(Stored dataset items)
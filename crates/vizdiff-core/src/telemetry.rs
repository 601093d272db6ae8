//! Tracing initialisation for vizdiff binaries.
//!
//! Call [`init_tracing`] once at startup. Later calls are ignored since the
//! global subscriber can only be set once per process.

use tracing::Level;
use tracing_subscriber::layer::SubscriberExt;
use tracing_subscriber::util::SubscriberInitExt;
use tracing_subscriber::{fmt, EnvFilter};

/// Install the global subscriber.
///
/// `RUST_LOG` takes precedence; `level` is the fallback. With `json` set,
/// log lines are newline-delimited JSON.
pub fn init_tracing(json: bool, level: Level) {
    let env_filter =
        EnvFilter::try_from_default_env().unwrap_or_else(|_| EnvFilter::new(level.as_str()));

    if json {
        tracing_subscriber::registry()
            .with(env_filter)
            .with(fmt::layer().with_target(false).with_writer(std::io::stderr).json())
            .try_init()
            .ok();
    } else {
        tracing_subscriber::registry()
            .with(env_filter)
            .with(fmt::layer().with_target(false).with_writer(std::io::stderr))
            .try_init()
            .ok();
    }
}
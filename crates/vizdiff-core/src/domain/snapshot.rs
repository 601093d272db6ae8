//! Snapshots: one per (target, region) pair per run.

use std::fmt;

use chrono::{DateTime, Utc};
use serde::{Deserialize, Serialize};

use crate::domain::target::Side;
use crate::store::ImageHandle;

/// Why a snapshot has no image.
#[derive(Debug, Clone, PartialEq, Eq, Serialize, Deserialize)]
#[serde(tag = "error", rename_all = "snake_case")]
pub enum CaptureFailure {
    /// Target-level: navigation or network quiescence exceeded its timeout.
    NavigationTimeout { after_ms: u64 },
    /// Target-level: the page or rendering session could not be opened.
    NavigationFailed { reason: String },
    /// Region-level: the region selector matched nothing.
    RegionNotFound { selector: String },
    /// Region-level: the renderer or the image store could not produce an image.
    RasterizeFailed { reason: String },
    /// The run-level deadline expired before this region was captured.
    RunTimeout,
    /// The capture task ended abnormally.
    Aborted { reason: String },
}

impl CaptureFailure {
    /// Whether this failure applies to every region of the target.
    pub fn is_target_level(&self) -> bool {
        matches!(
            self,
            CaptureFailure::NavigationTimeout { .. }
                | CaptureFailure::NavigationFailed { .. }
                | CaptureFailure::RunTimeout
                | CaptureFailure::Aborted { .. }
        )
    }
}

impl fmt::Display for CaptureFailure {
    fn fmt(&self, f: &mut fmt::Formatter<'_>) -> fmt::Result {
        match self {
            CaptureFailure::NavigationTimeout { after_ms } => {
                write!(f, "navigation timed out after {after_ms}ms")
            }
            CaptureFailure::NavigationFailed { reason } => write!(f, "navigation failed: {reason}"),
            CaptureFailure::RegionNotFound { selector } => {
                write!(f, "region not found: {selector}")
            }
            CaptureFailure::RasterizeFailed { reason } => write!(f, "rasterize failed: {reason}"),
            CaptureFailure::RunTimeout => f.write_str("run deadline exceeded"),
            CaptureFailure::Aborted { reason } => write!(f, "capture aborted: {reason}"),
        }
    }
}

/// The capture result for one region of one target.
///
/// A snapshot always exists for every catalog region once a run finishes:
/// failures are recorded in `error` rather than by omitting the snapshot.
#[derive(Debug, Clone, PartialEq, Serialize, Deserialize)]
pub struct Snapshot {
    pub target: String,
    pub side: Side,
    pub region: String,
    pub image: Option<ImageHandle>,
    pub captured_at: DateTime<Utc>,
    #[serde(default, skip_serializing_if = "Option::is_none")]
    pub error: Option<CaptureFailure>,
    /// Non-fatal problems (failed interaction steps, style extraction errors).
    #[serde(default, skip_serializing_if = "Vec::is_empty")]
    pub warnings: Vec<String>,
}

impl Snapshot {
    pub fn captured(
        target: &str,
        side: Side,
        region: &str,
        image: ImageHandle,
        warnings: Vec<String>,
    ) -> Self {
        Self {
            target: target.to_string(),
            side,
            region: region.to_string(),
            image: Some(image),
            captured_at: Utc::now(),
            error: None,
            warnings,
        }
    }

    pub fn unavailable(target: &str, side: Side, region: &str, error: CaptureFailure) -> Self {
        Self {
            target: target.to_string(),
            side,
            region: region.to_string(),
            image: None,
            captured_at: Utc::now(),
            error: Some(error),
            warnings: Vec::new(),
        }
    }

    pub fn with_warnings(mut self, warnings: Vec<String>) -> Self {
        self.warnings = warnings;
        self
    }

    /// An image exists and can be diffed.
    pub fn is_available(&self) -> bool {
        self.image.is_some() && self.error.is_none()
    }

    /// Captured, but only best-effort.
    pub fn is_degraded(&self) -> bool {
        self.is_available() && !self.warnings.is_empty()
    }
}
use std::fs;
use std::io::Write;
use std::path::{Path, PathBuf};

use tempfile::NamedTempFile;

use super::{content_digest, validate_key, ImageHandle, ImageStore, Result, StoreError};
use crate::renderer::Raster;

/// Filesystem-backed image store.
///
/// Layout: `<root>/<key>`, e.g. `<root>/baseline/header.png`.
pub struct FsImageStore {
    root: PathBuf,
}

impl FsImageStore {
    /// Create a new `FsImageStore` rooted at `root`. Creates `root` if needed.
    pub fn new(root: impl AsRef<Path>) -> Result<Self> {
        let root = root.as_ref().to_path_buf();
        fs::create_dir_all(&root)?;
        Ok(Self { root })
    }

    pub fn root(&self) -> &Path {
        &self.root
    }

    /// Filesystem path for `key`.
    pub fn path_for(&self, key: &str) -> PathBuf {
        key.split('/').fold(self.root.clone(), |acc, seg| acc.join(seg))
    }
}

impl ImageStore for FsImageStore {
    fn put(&self, key: &str, raster: &Raster) -> Result<ImageHandle> {
        validate_key(key)?;
        let path = self.path_for(key);
        let dir = path
            .parent()
            .ok_or_else(|| StoreError::InvalidKey(key.to_string()))?;
        fs::create_dir_all(dir)?;

        // Atomic write: temp file in the same directory, then rename.
        let mut tmp = NamedTempFile::new_in(dir)?;
        tmp.write_all(&raster.png)?;
        tmp.persist(&path).map_err(|e| e.error)?;

        Ok(ImageHandle {
            key: key.to_string(),
            digest: content_digest(&raster.png),
            width: raster.width,
            height: raster.height,
        })
    }

    fn get(&self, handle: &ImageHandle) -> Result<Vec<u8>> {
        validate_key(&handle.key)?;
        let path = self.path_for(&handle.key);
        fs::read(&path).map_err(|e| {
            if e.kind() == std::io::ErrorKind::NotFound {
                StoreError::NotFound(handle.key.clone())
            } else {
                StoreError::Io(e)
            }
        })
    }
}
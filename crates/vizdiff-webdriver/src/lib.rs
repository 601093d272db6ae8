//! WebDriver-backed [`PageRenderer`].
//!
//! Each [`RendererFactory::open`] starts a fresh WebDriver session, so the
//! baseline and the candidate never share cookies, storage or cache. Pixel
//! density is applied through browser flags; screenshots are taken of the
//! viewport and stitched onto a canvas of exactly the requested size.

mod scripts;

use std::collections::BTreeMap;
use std::future::Future;
use std::str::FromStr;
use std::time::Duration;

use async_trait::async_trait;
use fantoccini::error::{CmdError, NewSessionError};
use fantoccini::{Client, ClientBuilder, Locator};
use image::imageops::{self, FilterType};
use image::{Rgba, RgbaImage};
use serde::Deserialize;
use serde_json::{json, Map, Value};
use tokio::time::{sleep, timeout, Instant};
use tracing::{debug, instrument};

use vizdiff_core::{
    CaptureTarget, PageRenderer, Raster, RawElement, Rect, RenderError, RendererFactory,
    StyleAttribute, ViewportProfile,
};

/// Quiet period with no new resource entries before the network counts as idle.
const NETWORK_QUIET: Duration = Duration::from_millis(500);
const POLL_INTERVAL: Duration = Duration::from_millis(100);
/// Upper bound on screenshot tiles for one capture.
const MAX_TILES: usize = 64;

/// Browser driven through the WebDriver endpoint.
#[derive(Debug, Clone, Copy, PartialEq, Eq, Default)]
pub enum BrowserKind {
    #[default]
    Chrome,
    Firefox,
}

impl FromStr for BrowserKind {
    type Err = String;

    fn from_str(s: &str) -> Result<Self, Self::Err> {
        match s.to_ascii_lowercase().as_str() {
            "chrome" | "chromium" => Ok(BrowserKind::Chrome),
            "firefox" => Ok(BrowserKind::Firefox),
            other => Err(format!(
                "unsupported browser '{other}' (expected chrome or firefox)"
            )),
        }
    }
}

impl std::fmt::Display for BrowserKind {
    fn fmt(&self, f: &mut std::fmt::Formatter<'_>) -> std::fmt::Result {
        f.write_str(match self {
            BrowserKind::Chrome => "chrome",
            BrowserKind::Firefox => "firefox",
        })
    }
}

#[derive(Debug, Clone, PartialEq, Eq)]
pub struct WebDriverConfig {
    pub webdriver_url: String,
    pub browser: BrowserKind,
    pub headless: bool,
}

impl Default for WebDriverConfig {
    fn default() -> Self {
        Self {
            webdriver_url: "http://localhost:4444".to_string(),
            browser: BrowserKind::Chrome,
            headless: true,
        }
    }
}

• **Problem**: Copy out each line of the data that includes the string "RasterizeFailed".

• **Output**:
    RasterizeFailed { reason: String },
            CaptureFailure::RasterizeFailed { reason } => write!(f, "rasterize failed: {reason}"),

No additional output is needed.